The Hated One delivers a chilling diagnosis of a surveillance shift that has already begun: the era of relying on facial recognition is ending, replaced by a more insidious system that identifies you by your shoes, your gait, and the very shape of your body. This piece is notable not just for its technical specificity regarding tools like Veritone's "Track" and the government-funded "Farsight," but for its terrifying assertion that the data fueling this totalitarian machinery is being voluntarily uploaded by the public on social media platforms. In an age where privacy is often treated as a luxury, this argument reframes it as the last line of defense against a state that can now see you without ever seeing your face.
The Death of Facial Recognition
The Hated One opens with a compelling correction to a common misconception, noting that in the high-profile case of Luigi Mangione, "the police were not able to track him down based on any kind of facial recognition." Instead, the author explains, law enforcement relied on a tedious manual process of matching clothing, accessories, and height. However, the core of the argument is that this laborious work is now being automated by a new generation of AI. The Hated One writes, "What I'm about to show you is an extremely powerful tool that automates this work beyond anything you could possibly imagine or might have seen in popular media."
This shift from face to "whole body biometrics" is the piece's most critical insight. The author details how Veritone's "Track" software can follow a subject across different camera feeds by analyzing their gait, body, and footwear, rendering traditional countermeasures like wearing a hoodie useless. As The Hated One puts it, "Because track can follow so many features, it doesn't need to rely on faces at all." This is a devastatingly effective point because it highlights a loophole in current privacy laws; the author notes that "Track can be legally used even in cities and states that ban the use of facial recognition by the police." Critics might argue that the author overstates the immediate ubiquity of these tools, as full automation is still a year away, but the trajectory described is undeniably clear.
The Architecture of Total Surveillance
The commentary deepens as it examines the government's role in accelerating this technology through the Intelligence Advanced Research Projects Activity (IARPA). The Hated One describes a project called "Farsight," which combines gait, face, and a new "body recognition" feature that creates a 3D reconstruction of a subject's anatomy. The author writes, "Far side adds this third marker into the mix. Because it's relatively simple to thwart facial and gate recognition to offiscate your face without raising any suspicions, wearing a simple hoodie and thick shades, for instance, or maybe a scarf will do plenty."
This section effectively dismantles the illusion of anonymity. The author argues that while one can easily alter their walk or hide their face, "changing your body type cannot be easily done on the fly." The piece further implicates major tech corporations, suggesting that the US government is leveraging commercial data to build these systems. The Hated One states, "The most devastating part of this trajectory is that you have been unwittingly feeding the explosive growth of totalitarian surveillance by serving it your precious personal data on a silver platter." This is a powerful rhetorical move, shifting the blame from abstract government overreach to the individual's daily digital habits. However, the argument glosses over the fact that many of these data points are collected not just by users, but by third-party data brokers who sell information regardless of user consent.
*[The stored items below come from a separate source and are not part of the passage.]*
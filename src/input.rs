//! Keyboard input to simulation events
//!
//! The simulation assumes one event per physical key transition, so
//! auto-repeat and unknown keys are dropped here.

use std::collections::HashSet;

use crate::sim::Event;

/// Keys the game listens to
#[derive(Debug, Clone, Copy, PartialEq, Eq, Hash)]
pub enum Key {
    Left,
    Right,
    Fire,
}

impl Key {
    /// Map a `KeyboardEvent.code` value
    pub fn from_code(code: &str) -> Option<Self> {
        match code {
            "ArrowLeft" => Some(Key::Left),
            "ArrowRight" => Some(Key::Right),
            "Space" => Some(Key::Fire),
            _ => None,
        }
    }
}

#[derive(Debug, Clone, Copy, PartialEq, Eq)]
pub enum Transition {
    Down,
    Up,
}

/// Turns raw key transitions into at most one event each
#[derive(Debug, Clone)]
pub struct KeyFilter {
    slide_step: f32,
    held: HashSet<Key>,
}

impl KeyFilter {
    pub fn new(slide_step: f32) -> Self {
        Self {
            slide_step,
            held: HashSet::new(),
        }
    }

    /// Translate one key transition; `repeat` is the browser's auto-repeat flag
    pub fn translate(&mut self, code: &str, transition: Transition, repeat: bool) -> Option<Event> {
        if repeat {
            return None;
        }
        let key = Key::from_code(code)?;

        match transition {
            Transition::Down => {
                // Some platforms repeat keydown without setting the flag
                if !self.held.insert(key) {
                    return None;
                }
                Some(match key {
                    Key::Left => Event::MoveShip {
                        direction: -self.slide_step,
                    },
                    Key::Right => Event::MoveShip {
                        direction: self.slide_step,
                    },
                    Key::Fire => Event::Shoot,
                })
            }
            Transition::Up => {
                self.held.remove(&key);
                match key {
                    Key::Left | Key::Right => Some(Event::MoveShip { direction: 0.0 }),
                    Key::Fire => None,
                }
            }
        }
    }

    /// Forget held keys (new session)
    pub fn reset(&mut self) {
        self.held.clear();
    }
}

#[cfg(test)]
mod tests {
    use super::*;

    #[test]
    fn test_arrow_keys() {
        let mut filter = KeyFilter::new(4.0);
        assert_eq!(
            filter.translate("ArrowLeft", Transition::Down, false),
            Some(Event::MoveShip { direction: -4.0 })
        );
        assert_eq!(
            filter.translate("ArrowLeft", Transition::Up, false),
            Some(Event::MoveShip { direction: 0.0 })
        );
        assert_eq!(
            filter.translate("ArrowRight", Transition::Down, false),
            Some(Event::MoveShip { direction: 4.0 })
        );
        assert_eq!(
            filter.translate("ArrowRight", Transition::Up, false),
            Some(Event::MoveShip { direction: 0.0 })
        );
    }

    #[test]
    fn test_fire_once_per_press() {
        let mut filter = KeyFilter::new(4.0);
        assert_eq!(filter.translate("Space", Transition::Down, false), Some(Event::Shoot));
        assert_eq!(filter.translate("Space", Transition::Down, true), None);
        assert_eq!(filter.translate("Space", Transition::Down, false), None);
        assert_eq!(filter.translate("Space", Transition::Up, false), None);
        assert_eq!(filter.translate("Space", Transition::Down, false), Some(Event::Shoot));
    }

    #[test]
    fn test_unknown_keys_ignored() {
        let mut filter = KeyFilter::new(4.0);
        assert_eq!(filter.translate("KeyA", Transition::Down, false), None);
        assert_eq!(filter.translate("ArrowUp", Transition::Down, false), None);
    }

    #[test]
    fn test_reset_releases_keys() {
        let mut filter = KeyFilter::new(4.0);
        assert!(filter.translate("Space", Transition::Down, false).is_some());
        filter.reset();
        assert!(filter.translate("Space", Transition::Down, false).is_some());
    }
}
The government doesn't just stop at the social media. They are also purchasing information from large data brokers like Thompson Reuters and Lexus Nexus. Now they store up to 10,000 data points on every single individual in that database.
The Feedback Loop of Polarization
Perhaps the most provocative element of the piece is the connection drawn between social media algorithms and the erosion of political resistance. The Hated One argues that the population is too distracted by "fake culture war distractions" to notice the encroachment of authoritarianism. The author writes, "But you've been deep to be too busy focusing on hating your fellow men. The solution is simple but hard. Stop living in a simulated reality and stop feeding the leviathan with your data."
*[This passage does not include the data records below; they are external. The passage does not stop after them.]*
//! Bodies: the ship, rocks, and both kinds of bullet
//!
//! Every entity shares one shape. Only the tag and the starting kinematics
//! differ, so a single builder covers them all.

use glam::Vec2;
use serde::{Deserialize, Serialize};

use crate::tuning::Tuning;

/// Kind of entity, doubles as the view class
#[derive(Debug, Clone, Copy, PartialEq, Eq, Hash, Serialize, Deserialize)]
#[serde(rename_all = "camelCase")]
pub enum ViewType {
    Ship,
    Rock,
    Bullet,
    RockBullet,
}

impl ViewType {
    pub fn as_str(&self) -> &'static str {
        match self {
            ViewType::Ship => "ship",
            ViewType::Rock => "rock",
            ViewType::Bullet => "bullet",
            ViewType::RockBullet => "rockBullet",
        }
    }
}

/// Identity of a body before its view prefix is applied
#[derive(Debug, Clone, Copy, PartialEq, Eq)]
pub struct ObjectId {
    /// Value of the state's object counter when the body was minted
    pub serial: u64,
    pub create_time: u64,
}

/// Geometry of a body
#[derive(Debug, Clone, Copy, PartialEq)]
pub struct Circle {
    pub pos: Vec2,
    pub radius: f32,
}

/// Immutable snapshot of one entity
#[derive(Debug, Clone, PartialEq, Serialize, Deserialize)]
#[serde(rename_all = "camelCase")]
pub struct Body {
    /// View type followed by serial, e.g. `rock3`
    pub id: String,
    pub create_time: u64,
    pub view_type: ViewType,
    pub pos: Vec2,
    pub radius: f32,
    pub vel: Vec2,
    pub acc: Vec2,
    /// Facing, degrees clockwise from screen-up
    pub angle: f32,
    pub rotation: f32,
    /// Horizontal displacement added every tick (ship sliding)
    pub torque: f32,
    /// Layout bookkeeping only
    pub row: u32,
    pub col: u32,
}

impl Body {
    /// Build a body with zero acceleration, angle, rotation and torque
    pub fn build(view_type: ViewType, oid: ObjectId, circle: Circle, vel: Vec2) -> Self {
        Self {
            id: format!("{}{}", view_type.as_str(), oid.serial),
            create_time: oid.create_time,
            view_type,
            pos: circle.pos,
            radius: circle.radius,
            vel,
            acc: Vec2::ZERO,
            angle: 0.0,
            rotation: 0.0,
            torque: 0.0,
            row: 0,
            col: 0,
        }
    }

    pub fn rock(oid: ObjectId, circle: Circle, vel: Vec2) -> Self {
        Self::build(ViewType::Rock, oid, circle, vel)
    }

    pub fn bullet(oid: ObjectId, circle: Circle, vel: Vec2) -> Self {
        Self::build(ViewType::Bullet, oid, circle, vel)
    }

    pub fn rock_bullet(oid: ObjectId, circle: Circle, vel: Vec2) -> Self {
        Self::build(ViewType::RockBullet, oid, circle, vel)
    }

    /// The player ship, parked at bottom-center
    pub fn ship(tuning: &Tuning) -> Self {
        Self {
            id: ViewType::Ship.as_str().to_string(),
            create_time: 0,
            view_type: ViewType::Ship,
            pos: tuning.ship_start(),
            radius: tuning.ship_radius,
            vel: Vec2::ZERO,
            acc: Vec2::ZERO,
            angle: 0.0,
            rotation: 0.0,
            torque: 0.0,
            row: 0,
            col: 0,
        }
    }

    /// Age in ticks at logical time `now`
    #[inline]
    pub fn age(&self, now: u64) -> u64 {
        now.saturating_sub(self.create_time)
    }
}

/// Starting rock formation: rows of `rock_columns`, all drifting together
pub fn start_rocks(tuning: &Tuning) -> Vec<Body> {
    (0..tuning.rock_count)
        .map(|i| {
            let row = i / tuning.rock_columns;
            let origin = tuning.rock_row_origins[row];
            let oid = ObjectId {
                serial: i as u64,
                create_time: 0,
            };
            let circle = Circle {
                pos: origin + Vec2::new(i as f32 * tuning.rock_spacing, 0.0),
                radius: tuning.rock_radius,
            };
            Body {
                row: row as u32,
                col: (i % tuning.rock_columns) as u32,
                ..Body::rock(oid, circle, tuning.rock_velocity)
            }
        })
        .collect()
}

#[cfg(test)]
mod tests {
    use super::*;

    #[test]
    fn test_build_prefixes_id() {
        let oid = ObjectId {
            serial: 12,
            create_time: 7,
        };
        let circle = Circle {
            pos: Vec2::new(1.0, 2.0),
            radius: 4.0,
        };
        let b = Body::rock_bullet(oid, circle, Vec2::new(0.0, 10.0));
        assert_eq!(b.id, "rockBullet12");
        assert_eq!(b.create_time, 7);
        assert_eq!(b.view_type, ViewType::RockBullet);
        assert_eq!(b.acc, Vec2::ZERO);
        assert_eq!(b.torque, 0.0);
        assert_eq!(b.angle, 0.0);
    }

    #[test]
    fn test_ship_bottom_center() {
        let ship = Body::ship(&Tuning::default());
        assert_eq!(ship.id, "ship");
        assert_eq!(ship.pos, Vec2::new(300.0, 550.0));
        assert_eq!(ship.radius, 20.0);
    }

    #[test]
    fn test_start_rocks_layout() {
        let rocks = start_rocks(&Tuning::default());
        assert_eq!(rocks.len(), 10);

        let xs: Vec<f32> = rocks.iter().map(|r| r.pos.x).collect();
        assert_eq!(
            xs,
            vec![150.0, 225.0, 300.0, 375.0, 450.0, 145.0, 220.0, 295.0, 370.0, 445.0]
        );
        assert!(rocks[..5].iter().all(|r| r.pos.y == 95.0 && r.row == 0));
        assert!(rocks[5..].iter().all(|r| r.pos.y == 185.0 && r.row == 1));
        assert!(rocks.iter().all(|r| r.vel == Vec2::new(0.3, 0.1) && r.radius == 20.0));
        assert_eq!(rocks[7].id, "rock7");
        assert_eq!(rocks[7].col, 2);
    }
}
The author contends that social media platforms are designed to create a "content casino" where users are hooked on dopamine hits, leaving them too exhausted to organize against the very systems that are watching them. As The Hated One puts it, "You're hooked, chasing that dopamine hit until you're too exhausted to continue, by which point you're too exhausted to do anything else either other than go to sleep so that you can wake up and go to work so that you can consume even more." This psychological analysis adds a layer of urgency to the technical threat, suggesting that the greatest vulnerability is not the technology itself, but the human mind's inability to resist algorithmic manipulation. A counterargument worth considering is that the author's call to abandon mainstream platforms for federated alternatives like Mastodon or Blue Sky may be impractical for the average user, potentially isolating them further rather than empowering them.
Bottom Line
The Hated One's strongest asset is the synthesis of specific, emerging surveillance technologies with a broader critique of digital behavior, creating a narrative that feels both technically grounded and existentially urgent. The piece's greatest vulnerability lies in its somewhat fatalistic tone, which assumes a population too brainwashed to resist, potentially discouraging the very civic engagement required to challenge these systems. Readers should watch for the 2026 deployment of fully automated live-video tracking, as that will mark the moment where the theoretical threat becomes an operational reality.
The goal post will always keep moving further and further. And so on and so on until one day within our generation, someone will inherit this absolute allseeing power and they will never give it up.